BEGIN Data excerpts

//! The VNPay shared-secret signing scheme.
//!
//! The canonical signing input is built by excluding the signature fields themselves, sorting the
//! remaining keys lexicographically, form-urlencoding each key and value, and joining the
//! `key=value` pairs with `&`. The signature is the HMAC-SHA512 of that string under the shared
//! secret, rendered as uppercase hex.
//!
//! Verification fails closed: a missing or undecodable signature returns `false`, never an error.
use std::collections::HashMap;

use hmac::{Hmac, Mac};
use sha2::Sha512;
use url::form_urlencoded;

type HmacSha512 = Hmac<Sha512>;

/// The parameter carrying the signature itself. Always excluded from the signing input.
pub const SECURE_HASH_FIELD: &str = "vnp_SecureHash";
/// Legacy companion field some gateway versions send. Also excluded from the signing input.
pub const SECURE_HASH_TYPE_FIELD: &str = "vnp_SecureHashType";

fn urlencode(value: &str) -> String {
    form_urlencoded::byte_serialize(value.as_bytes()).collect()
}

/// Builds the canonical signing input from the given parameters.
pub fn canonical_payload(params: &HashMap<String, String>) -> String {
    let mut keys: Vec<&String> =
        params.keys().filter(|k| *k != SECURE_HASH_FIELD && *k != SECURE_HASH_TYPE_FIELD).collect();
    keys.sort();
    keys.into_iter()
        .map(|k| format!("{}={}", urlencode(k), urlencode(&params[k])))
        .collect::<Vec<_>>()
        .join("&")
}

fn mac_for(secret: &str, payload: &str) -> HmacSha512 {
    // HMAC accepts keys of arbitrary length, so this cannot fail.
    let mut mac = HmacSha512::new_from_slice(secret.as_bytes()).expect("HMAC accepts keys of any length");
    mac.update(payload.as_bytes());
    mac
}

/// Signs the parameter set with the shared secret. The result goes into `vnp_SecureHash`.
pub fn sign(params: &HashMap<String, String>, secret: &str) -> String {
    let payload = canonical_payload(params);
    let mac = mac_for(secret, &payload);
    hex::encode_upper(mac.finalize().into_bytes())
}

/// Verifies the `vnp_SecureHash` parameter against the rest of the parameter set.
///
/// The supplied signature is hex-decoded and compared in constant time, so both the uppercase hex
/// this engine emits and the lowercase hex some gateway deployments send verify.
pub fn verify(params: &HashMap<String, String>, secret: &str) -> bool {
    let supplied = match params.get(SECURE_HASH_FIELD) {
        Some(s) => s,
        None => return false,
    };
    let supplied = match hex::decode(supplied) {
        Ok(bytes) => bytes,
        Err(_) => return false,
    };
    let payload = canonical_payload(params);
    mac_for(secret, &payload).verify_slice(&supplied).is_ok()
}

#[cfg(test)]
mod test {
    use super::*;

    const SECRET: &str = "VNPAYSECRETKEY123";

    fn sample_params() -> HashMap<String, String> {
        let mut params = HashMap::new();
        params.insert("vnp_TxnRef".to_string(), "240601123456042".to_string());
        params.insert("vnp_Amount".to_string(), "110000000".to_string());
        params.insert("vnp_ResponseCode".to_string(), "00".to_string());
        params.insert("vnp_OrderInfo".to_string(), "Thanh toan don hang 42".to_string());
        params
    }

    fn signed_params() -> HashMap<String, String> {
        let mut params = sample_params();
        let hash = sign(&params, SECRET);
        params.insert(SECURE_HASH_FIELD.to_string(), hash);
        params
    }

    #[test]
    fn canonical_payload_is_sorted_and_encoded() {
        let payload = canonical_payload(&sample_params());
        assert_eq!(
            payload,
            "vnp_Amount=110000000&vnp_OrderInfo=Thanh+toan+don+hang+42&vnp_ResponseCode=00&vnp_TxnRef=240601123456042"
        );
    }

    #[test]
    fn signature_fields_are_excluded_from_the_payload() {
        let with_hash = signed_params();
        let mut with_hash_type = with_hash.clone();
        with_hash_type.insert(SECURE_HASH_TYPE_FIELD.to_string(), "HmacSHA512".to_string());
        assert_eq!(canonical_payload(&with_hash), canonical_payload(&sample_params()));
        assert_eq!(canonical_payload(&with_hash_type), canonical_payload(&sample_params()));
    }

    #[test]
    fn valid_signature_verifies() {
        assert!(verify(&signed_params(), SECRET));
    }

    #[test]
    fn lowercase_signature_verifies() {
        let mut params = signed_params();
        let lower = params[SECURE_HASH_FIELD].to_lowercase();
        params.insert(SECURE_HASH_FIELD.to_string(), lower);
        assert!(verify(&params, SECRET));
    }

    #[test]
    fn wrong_secret_is_rejected() {
        assert!(!verify(&signed_params(), "someothersecret"));
    }

    #[test]
    fn tampering_with_any_field_is_detected() {
        for key in ["vnp_TxnRef", "vnp_Amount", "vnp_ResponseCode", "vnp_OrderInfo"] {
            let mut params = signed_params();
            params.insert(key.to_string(), "tampered".to_string());
            assert!(!verify(&params, SECRET), "tampered {key} still verified");
        }
    }

    #[test]
    fn missing_or_garbage_signature_fails_closed() {
        assert!(!verify(&sample_params(), SECRET));
        let mut params = sample_params();
        params.insert(SECURE_HASH_FIELD.to_string(), "not-hex".to_string());
        assert!(!verify(&params, SECRET));
    }
}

END Data excerpts

Task statement: The entries above, copied exactly, form the whole answer.

The completed task:
//! The VNPay shared-secret signing scheme.
//!
//! The canonical signing input is built by excluding the signature fields themselves, sorting the
//! remaining keys lexicographically, form-urlencoding each key and value, and joining the
//! `key=value` pairs with `&`. The signature is the HMAC-SHA512 of that string under the shared
//! secret, rendered as uppercase hex.
//!
//! Verification fails closed: a missing or undecodable signature returns `false`, never an error.
use std::collections::HashMap;

use hmac::{Hmac, Mac};
use sha2::Sha512;
use url::form_urlencoded;

type HmacSha512 = Hmac<Sha512>;

/// The parameter carrying the signature itself. Always excluded from the signing input.
pub const SECURE_HASH_FIELD: &str = "vnp_SecureHash";
/// Legacy companion field some gateway versions send. Also excluded from the signing input.
pub const SECURE_HASH_TYPE_FIELD: &str = "vnp_SecureHashType";

fn urlencode(value: &str) -> String {
    form_urlencoded::byte_serialize(value.as_bytes()).collect()
}

/// Builds the canonical signing input from the given parameters.
pub fn canonical_payload(params: &HashMap<String, String>) -> String {
    let mut keys: Vec<&String> =
        params.keys().filter(|k| *k != SECURE_HASH_FIELD && *k != SECURE_HASH_TYPE_FIELD).collect();
    keys.sort();
    keys.into_iter()
        .map(|k| format!("{}={}", urlencode(k), urlencode(&params[k])))
        .collect::<Vec<_>>()
        .join("&")
}

fn mac_for(secret: &str, payload: &str) -> HmacSha512 {
    // HMAC accepts keys of arbitrary length, so this cannot fail.
    let mut mac = HmacSha512::new_from_slice(secret.as_bytes()).expect("HMAC accepts keys of any length");
    mac.update(payload.as_bytes());
    mac
}

/// Signs the parameter set with the shared secret. The result goes into `vnp_SecureHash`.
pub fn sign(params: &HashMap<String, String>, secret: &str) -> String {
    let payload = canonical_payload(params);
    let mac = mac_for(secret, &payload);
    hex::encode_upper(mac.finalize().into_bytes())
}

/// Verifies the `vnp_SecureHash` parameter against the rest of the parameter set.
///
/// The supplied signature is hex-decoded and compared in constant time, so both the uppercase hex
/// this engine emits and the lowercase hex some gateway deployments send verify.
pub fn verify(params: &HashMap<String, String>, secret: &str) -> bool {
    let supplied = match params.get(SECURE_HASH_FIELD) {
        Some(s) => s,
        None => return false,
    };
    let supplied = match hex::decode(supplied) {
        Ok(bytes) => bytes,
        Err(_) => return false,
    };
    let payload = canonical_payload(params);
    mac_for(secret, &payload).verify_slice(&supplied).is_ok()
}

#[cfg(test)]
mod test {
    use super::*;

    const SECRET: &str = "VNPAYSECRETKEY123";

    fn sample_params() -> HashMap<String, String> {
        let mut params = HashMap::new();
        params.insert("vnp_TxnRef".to_string(), "240601123456042".to_string());
        params.insert("vnp_Amount".to_string(), "110000000".to_string());
        params.insert("vnp_ResponseCode".to_string(), "00".to_string());
        params.insert("vnp_OrderInfo".to_string(), "Thanh toan don hang 42".to_string());
        params
    }

    fn signed_params() -> HashMap<String, String> {
        let mut params = sample_params();
        let hash = sign(&params, SECRET);
        params.insert(SECURE_HASH_FIELD.to_string(), hash);
        params
    }

    #[test]
    fn canonical_payload_is_sorted_and_encoded() {
        let payload = canonical_payload(&sample_params());
        assert_eq!(
            payload,
            "vnp_Amount=110000000&vnp_OrderInfo=Thanh+toan+don+hang+42&vnp_ResponseCode=00&vnp_TxnRef=240601123456042"
        );
    }

    #[test]
    fn signature_fields_are_excluded_from_the_payload() {
        let with_hash = signed_params();
        let mut with_hash_type = with_hash.clone();
        with_hash_type.insert(SECURE_HASH_TYPE_FIELD.to_string(), "HmacSHA512".to_string());
        assert_eq!(canonical_payload(&with_hash), canonical_payload(&sample_params()));
        assert_eq!(canonical_payload(&with_hash_type), canonical_payload(&sample_params()));
    }

    #[test]
    fn valid_signature_verifies() {
        assert!(verify(&signed_params(), SECRET));
    }

    #[test]
    fn lowercase_signature_verifies() {
        let mut params = signed_params();
        let lower = params[SECURE_HASH_FIELD].to_lowercase();
        params.insert(SECURE_HASH_FIELD.to_string(), lower);
        assert!(verify(&params, SECRET));
    }

    #[test]
    fn wrong_secret_is_rejected() {
        assert!(!verify(&signed_params(), "someothersecret"));
    }

    #[test]
    fn tampering_with_any_field_is_detected() {
        for key in ["vnp_TxnRef", "vnp_Amount", "vnp_ResponseCode", "vnp_OrderInfo"] {
            let mut params = signed_params();
            params.insert(key.to_string(), "tampered".to_string());
            assert!(!verify(&params, SECRET), "tampered {key} still verified");
        }
    }

    #[test]
    fn missing_or_garbage_signature_fails_closed() {
        assert!(!verify(&sample_params(), SECRET));
        let mut params = sample_params();
        params.insert(SECURE_HASH_FIELD.to_string(), "not-hex".to_string());
        assert!(!verify(&params, SECRET));
    }
}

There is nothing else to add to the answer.